+++ Input for this task +++

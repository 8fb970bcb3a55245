//! The tracing backend contract and the process-wide provider.
//!
//! The backend owns exporting/storing completed spans; this crate only
//! drives it. Backend calls sit on the advice fast path and are expected to
//! be cheap; making them cheap (batching, buffering) is the backend's job.

use crate::context::PropagationContext;
use crate::error::InstallError;
use crate::invocation::Invocation;
use crate::record::{CallOutcome, OperationRecord, SpanKind};
use std::sync::{Arc, OnceLock};

/// External tracing backend driven by the span lifecycle advice.
pub trait TracingBackend: Send + Sync {
    /// Whether a new traced unit should start for this invocation under the
    /// given ambient context. The advice obeys the boolean; the policy
    /// (e.g. suppressing nested duplicate wrapping) lives here.
    fn should_start(&self, parent: &PropagationContext, invocation: &Invocation) -> bool;

    /// Starts a traced operation. `name` and `kind` come from the
    /// instrumenter's naming and classification strategies.
    fn start(
        &self,
        parent: &PropagationContext,
        invocation: &Invocation,
        name: String,
        kind: SpanKind,
    ) -> OperationRecord;

    /// Ends a started operation with the wrapped call's outcome. Takes the
    /// record by value; ending twice is unrepresentable.
    fn end(&self, record: OperationRecord, invocation: &Invocation, outcome: CallOutcome);
}

/// Backend that traces nothing. Used when no backend has been installed.
pub struct NoopBackend;

impl TracingBackend for NoopBackend {
    fn should_start(&self, _parent: &PropagationContext, _invocation: &Invocation) -> bool {
        false
    }

    fn start(
        &self,
        parent: &PropagationContext,
        _invocation: &Invocation,
        name: String,
        kind: SpanKind,
    ) -> OperationRecord {
        OperationRecord::begin(*parent, name, kind)
    }

    fn end(&self, _record: OperationRecord, _invocation: &Invocation, _outcome: CallOutcome) {}
}

static GLOBAL_BACKEND: OnceLock<Arc<dyn TracingBackend>> = OnceLock::new();

/// Installs the process-wide tracing backend. Must happen before the
/// instrumenter is first constructed; safe to call concurrently, exactly one
/// caller wins.
pub fn install_backend(backend: Arc<dyn TracingBackend>) -> Result<(), InstallError> {
    GLOBAL_BACKEND.set(backend).map_err(|_| InstallError)
}

/// Returns the installed backend, or [`NoopBackend`] if none was installed.
pub fn global_backend() -> Arc<dyn TracingBackend> {
    GLOBAL_BACKEND
        .get()
        .cloned()
        .unwrap_or_else(|| Arc::new(NoopBackend))
}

+++

* What to work on: Give again, exactly, every line from the one holding "static GLOBAL_BACKEND: OnceLock<Arc<dyn" to the last line of the data.

* Your solution:
static GLOBAL_BACKEND: OnceLock<Arc<dyn TracingBackend>> = OnceLock::new();

/// Installs the process-wide tracing backend. Must happen before the
/// instrumenter is first constructed; safe to call concurrently, exactly one
/// caller wins.
pub fn install_backend(backend: Arc<dyn TracingBackend>) -> Result<(), InstallError> {
    GLOBAL_BACKEND.set(backend).map_err(|_| InstallError)
}

/// Returns the installed backend, or [`NoopBackend`] if none was installed.
pub fn global_backend() -> Arc<dyn TracingBackend> {
    GLOBAL_BACKEND
        .get()
        .cloned()
        .unwrap_or_else(|| Arc::new(NoopBackend))
}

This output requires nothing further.